José Parrilla, Valencia
La Fundación de la Solidaridad y el Voluntariado (Fundar) tiene activa en este momento menos de la mitad de la plantilla que tenía a finales de julio. De los 23 trabajadores censados oficialmente en esa fecha, 2 tienen una excedencia, 1 está de baja por depresión, seis han sido despedidos de manera improcedente y cuatro no trabajan para la entidad, según ha asegurado Comisiones Obreras, cuyos responsables han pedido información a la propia Fundación y a la Seguridad Social por si se hubiera cometido alguna irregularidad en esas contrataciones.
En opinión del sindicato, la primera responsable de la situación es la gerente de Fundar, Esther Fonfría, a la que acusan de provocar
«un clima laboral irrespirable»
que genera una gran rotación de personal y perjudica la actividad diaria.
Para argumentar estas acusaciones, el sindicato parte del censo oficial de trabajadores facilitado por la entidad en las elecciones sindicales del pasado 23 de julio. Ese censo incluye a 23 personas, desde auxiliares administrativos hasta directivos, pasando por técnicos o telefonistas.

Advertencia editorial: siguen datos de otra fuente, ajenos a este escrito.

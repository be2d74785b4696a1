//! Database repository for users.

use crate::db::{
    errors::Result,
    handlers::repository::UserStore,
    models::users::{UserCreateDBRequest, UserDBResponse, UserUpdateDBRequest},
};
use crate::types::UserId;
use sqlx::PgPool;
use tracing::instrument;

pub struct Users {
    db: PgPool,
}

impl Users {
    pub fn new(db: PgPool) -> Self {
        Self { db }
    }
}

#[async_trait::async_trait]
impl UserStore for Users {
    #[instrument(skip(self, request), fields(email = %request.email), err)]
    async fn create(&self, request: &UserCreateDBRequest) -> Result<UserDBResponse> {
        let user = sqlx::query_as::<_, UserDBResponse>(
            r#"
            INSERT INTO users (email, password_hash, first_name, last_name)
            VALUES ($1, $2, $3, $4)
            RETURNING id, email, password_hash, first_name, last_name, created_at
            "#,
        )
        .bind(&request.email)
        .bind(&request.password_hash)
        .bind(&request.first_name)
        .bind(&request.last_name)
        .fetch_one(&self.db)
        .await?;

        Ok(user)
    }

    #[instrument(skip(self), err)]
    async fn get_by_id(&self, id: UserId) -> Result<Option<UserDBResponse>> {
        let user = sqlx::query_as::<_, UserDBResponse>(
            "SELECT id, email, password_hash, first_name, last_name, created_at FROM users WHERE id = $1",
        )
        .bind(id)
        .fetch_optional(&self.db)
        .await?;

        Ok(user)
    }

    #[instrument(skip(self), err)]
    async fn get_by_email(&self, email: &str) -> Result<Option<UserDBResponse>> {
        let user = sqlx::query_as::<_, UserDBResponse>(
            "SELECT id, email, password_hash, first_name, last_name, created_at FROM users WHERE email = $1",
        )
        .bind(email)
        .fetch_optional(&self.db)
        .await?;

        Ok(user)
    }

    #[instrument(skip(self), err)]
    async fn email_exists(&self, email: &str) -> Result<bool> {
        let exists = sqlx::query_scalar::<_, bool>("SELECT EXISTS (SELECT 1 FROM users WHERE email = $1)")
            .bind(email)
            .fetch_one(&self.db)
            .await?;

        Ok(exists)
    }

    #[instrument(skip(self, request), err)]
    async fn update(&self, id: UserId, request: &UserUpdateDBRequest) -> Result<UserDBResponse> {
        // fetch_one turns "zero rows updated" into RowNotFound, i.e. DbError::NotFound
        let user = sqlx::query_as::<_, UserDBResponse>(
            r#"
            UPDATE users SET first_name = $2, last_name = $3
            WHERE id = $1
            RETURNING id, email, password_hash, first_name, last_name, created_at
            "#,
        )
        .bind(id)
        .bind(&request.first_name)
        .bind(&request.last_name)
        .fetch_one(&self.db)
        .await?;

        Ok(user)
    }
}
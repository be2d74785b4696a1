//! API request and response data models.
//!
//! These structures define the public HTTP contract and are kept apart from the database models
//! in [`crate::db::models`], so storage can change without breaking clients. Every response body
//! is wrapped in [`responses::ApiResponse`].
//!
//! - [`users`]: registration, login and profile payloads, plus the authenticated [`users::CurrentUser`]
//! - [`kits`]: kit registry payloads
//! - [`readings`]: sensor create bodies and window path parameters

pub mod kits;
pub mod readings;
pub mod responses;
pub mod users;
use crate::{
    Application,
    api::models::{
        kits::KitResponse,
        responses::ApiResponse,
        users::{LoginResponse, UserResponse},
    },
    config::{Config, DatabaseConfig},
};
use axum::http::StatusCode;
use axum_test::TestServer;
use serde_json::json;

pub fn create_test_config() -> Config {
    let mut config = Config {
        database: DatabaseConfig::Memory,
        secret_key: Some("kitwatch-test-secret".to_string()),
        ..Default::default()
    };
    // Cheap hashing keeps registration fast in tests
    config.auth.password.argon2_memory_kib = 1024;
    config.auth.password.argon2_iterations = 1;
    config
}

/// Full router over a fresh in-memory store
pub async fn create_test_app() -> TestServer {
    Application::new(create_test_config())
        .await
        .expect("Failed to create application")
        .into_test_server()
}

pub fn auth_header(token: &str) -> (&'static str, String) {
    ("Authorization", format!("Bearer {token}"))
}

/// Register `email` (with a kit code derived from it) and log in. Returns the user and a token.
pub async fn register_and_login(server: &TestServer, email: &str) -> (UserResponse, String) {
    let password = "test-password";

    let response = server
        .post("/v1/users")
        .json(&json!({
            "first_name": "Test",
            "last_name": "User",
            "email": email,
            "password": password,
            "kit_code": format!("code-{email}")
        }))
        .await;
    response.assert_status(StatusCode::CREATED);

    let response = server
        .post("/v1/users/login")
        .json(&json!({"email": email, "password": password}))
        .await;
    response.assert_status_ok();
    let login = response.json::<ApiResponse<LoginResponse>>().data.expect("login data");

    (login.user, login.token)
}

pub async fn create_test_kit(server: &TestServer, token: &str, name: &str) -> KitResponse {
    let (header, value) = auth_header(token);
    let response = server
        .post("/v1/kits")
        .add_header(header, value)
        .json(&json!({"name": name, "description": "test kit"}))
        .await;
    response.assert_status(StatusCode::CREATED);
    response.json::<ApiResponse<KitResponse>>().data.expect("kit data")
}
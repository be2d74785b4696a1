//! API request/response models for users.

use crate::db::models::users::UserDBResponse;
use crate::types::UserId;
use chrono::{DateTime, Utc};
use serde::{Deserialize, Serialize};
use std::fmt;
use utoipa::ToSchema;

/// Registration payload. The kit code is checked, not stored.
#[derive(Clone, Deserialize, ToSchema)]
pub struct RegisterRequest {
    pub first_name: String,
    pub last_name: String,
    pub email: String,
    pub password: String,
    pub kit_code: String,
}

#[derive(Clone, Deserialize, ToSchema)]
pub struct LoginRequest {
    pub email: String,
    pub password: String,
}

#[derive(Debug, Clone, Deserialize, ToSchema)]
pub struct UserUpdate {
    pub first_name: String,
    pub last_name: String,
}

// User response models
#[derive(Debug, Clone, PartialEq, Serialize, Deserialize, ToSchema)]
pub struct UserResponse {
    pub id: UserId,
    pub email: String,
    pub first_name: String,
    pub last_name: String,
    pub created_at: DateTime<Utc>,
}

impl From<UserDBResponse> for UserResponse {
    fn from(db: UserDBResponse) -> Self {
        Self {
            id: db.id,
            email: db.email,
            first_name: db.first_name,
            last_name: db.last_name,
            created_at: db.created_at,
        }
    }
}

#[derive(Debug, Clone, Serialize, Deserialize, ToSchema)]
pub struct LoginResponse {
    /// Signed session token, sent back as `Authorization: Bearer <token>`
    pub token: String,
    pub token_type: String,
    /// Token lifetime in seconds
    pub expires_in: u64,
    pub user: UserResponse,
}

/// The authenticated caller, as asserted by a verified session token
#[derive(Debug, Clone, PartialEq, Serialize, Deserialize, ToSchema)]
pub struct CurrentUser {
    pub id: UserId,
    pub email: String,
}

// Plaintext passwords never reach logs or spans
impl fmt::Debug for RegisterRequest {
    fn fmt(&self, f: &mut fmt::Formatter<'_>) -> fmt::Result {
        f.debug_struct("RegisterRequest")
            .field("first_name", &self.first_name)
            .field("last_name", &self.last_name)
            .field("email", &self.email)
            .field("kit_code", &self.kit_code)
            .finish_non_exhaustive()
    }
}

impl fmt::Debug for LoginRequest {
    fn fmt(&self, f: &mut fmt::Formatter<'_>) -> fmt::Result {
        f.debug_struct("LoginRequest").field("email", &self.email).finish_non_exhaustive()
    }
}
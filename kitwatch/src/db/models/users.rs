use chrono::{DateTime, Utc};
use sqlx::FromRow;
use std::fmt;

use crate::types::UserId;

/// Database request for creating a new user
#[derive(Clone)]
pub struct UserCreateDBRequest {
    pub email: String,
    pub password_hash: String,
    pub first_name: String,
    pub last_name: String,
}

/// Database request for updating a user's profile
#[derive(Debug, Clone)]
pub struct UserUpdateDBRequest {
    pub first_name: String,
    pub last_name: String,
}

/// Database response for a user
#[derive(Clone, FromRow)]
pub struct UserDBResponse {
    pub id: UserId,
    pub email: String,
    pub password_hash: String,
    pub first_name: String,
    pub last_name: String,
    pub created_at: DateTime<Utc>,
}

// Password hashes stay out of logs and spans
impl fmt::Debug for UserCreateDBRequest {
    fn fmt(&self, f: &mut fmt::Formatter<'_>) -> fmt::Result {
        f.debug_struct("UserCreateDBRequest")
            .field("email", &self.email)
            .field("first_name", &self.first_name)
            .field("last_name", &self.last_name)
            .finish_non_exhaustive()
    }
}

impl fmt::Debug for UserDBResponse {
    fn fmt(&self, f: &mut fmt::Formatter<'_>) -> fmt::Result {
        f.debug_struct("UserDBResponse")
            .field("id", &self.id)
            .field("email", &self.email)
            .field("first_name", &self.first_name)
            .field("last_name", &self.last_name)
            .field("created_at", &self.created_at)
            .finish_non_exhaustive()
    }
}
use chrono::{DateTime, Utc};
use sqlx::FromRow;

use crate::types::{KitId, UserId};

/// Database request for creating a new kit
#[derive(Debug, Clone)]
pub struct KitCreateDBRequest {
    pub owner_user_id: UserId,
    pub name: String,
    pub description: String,
}

/// Database response for a kit
#[derive(Debug, Clone, PartialEq, FromRow)]
pub struct KitDBResponse {
    pub id: KitId,
    pub owner_user_id: UserId,
    pub name: String,
    pub description: String,
    pub created_at: DateTime<Utc>,
}
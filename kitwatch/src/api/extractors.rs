//! Extractors whose rejections render as the standard error envelope.
//!
//! axum's own `Json` and `Path` reject with plain-text bodies and a mix of 400/415/422 statuses.
//! These wrappers turn every rejection into [`Error::InvalidArgument`], so malformed bodies and
//! path segments answer 400 with the usual `{success, message, data, error}` shape.

use axum::{
    Json,
    extract::{FromRequest, FromRequestParts, Path, Request},
    http::request::Parts,
};
use serde::de::DeserializeOwned;

use crate::errors::Error;

/// JSON request body
#[derive(Debug, Clone, Copy, Default)]
pub struct ApiJson<T>(pub T);

impl<T, S> FromRequest<S> for ApiJson<T>
where
    T: DeserializeOwned,
    S: Send + Sync,
{
    type Rejection = Error;

    async fn from_request(req: Request, state: &S) -> Result<Self, Self::Rejection> {
        match Json::<T>::from_request(req, state).await {
            Ok(Json(value)) => Ok(ApiJson(value)),
            Err(rejection) => Err(Error::InvalidArgument {
                message: rejection.body_text(),
            }),
        }
    }
}

/// Typed path parameters
#[derive(Debug, Clone, Copy, Default)]
pub struct ApiPath<T>(pub T);

impl<T, S> FromRequestParts<S> for ApiPath<T>
where
    T: DeserializeOwned + Send,
    S: Send + Sync,
{
    type Rejection = Error;

    async fn from_request_parts(parts: &mut Parts, state: &S) -> Result<Self, Self::Rejection> {
        match Path::<T>::from_request_parts(parts, state).await {
            Ok(Path(value)) => Ok(ApiPath(value)),
            Err(rejection) => Err(Error::InvalidArgument {
                message: rejection.body_text(),
            }),
        }
    }
}
//! Request models for sensor ingestion.

use serde::{Deserialize, Serialize};
use utoipa::{IntoParams, ToSchema};

use crate::types::KitId;

/// Body of a sensor create request: the target kit plus the kind's own fields.
#[derive(Debug, Clone, Serialize, Deserialize, ToSchema)]
pub struct CreateReading<R> {
    pub kit_id: KitId,
    #[serde(flatten)]
    pub payload: R,
}

/// Path of a trailing-window read
#[derive(Debug, Clone, Copy, Deserialize, IntoParams)]
#[into_params(parameter_in = Path)]
pub struct WindowPath {
    /// Kit to read, positive
    pub kit_id: KitId,
    /// Trailing window length in minutes, positive
    pub minutes: i64,
}

#[derive(Debug, Clone, Copy, Deserialize, IntoParams)]
#[into_params(parameter_in = Path)]
pub struct KitPath {
    pub kit_id: KitId,
}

De esas 23 personas seis fueron despedidas una semana después de las elecciones de manera improcedente y con indemnización. El argumento de Esther Fonfría fue una
«reorganización estratégica»
de la fundación, mientras que Comisiones Obreras estima que ha habido
«persecución sindical»
-4 de los despedidos formaban parte de la lista que ganó las elecciones y dos eran simpatizantes de la misma- y así lo ha denunciado ante el Servicio de Mediación, Arbitraje y Conciliación de la Conselleria de Trabajo y en el juzgado.
Para esas fechas, además, había otro trabajador de baja por depresión, dos más con excedencias y cuatro que sorprendentemente «
no se sabía que existían
». «
Supimos de su existencia
-explica el sindicato-
porque fueron a votar, pero jamás se habían visto en la fundación, su puesto de trabajo estaba en las consellerias de Bienestar Social o de Inmigración»
, que son las responsables de Fundar junto con Bancaja. Se trata, para mayor agravio, de cuatro técnicos superiores.
Para conocer éstos y otros movimientos de plantilla llevados a cabo en el año 2007, el sindicato se ha dirigido por escrito a la gerencia de la fundación y a la Seguridad Social. Quiere tener todos los datos y comprobar si se ha cometido alguna irregularidad, para, en su caso, presentar las correspondientes denuncias.
Reducción de la actividad
También ha expresado su preocupación por la actividad diaria de la Fundación, que maneja un presupuesto anual de alrededor de cuatro millones de euros. De las diez personas que quedan operativas, hay dos directivos, dos técnicos superiores, un licenciado, un administrativo, dos auxiliares administrativos, un telefonista y un joven discapacitado que hace servicios varios. Como dato añadido, CC OO recuerda que en la dirección actual sólo hay una persona de la primera dirección nombrada en 2001.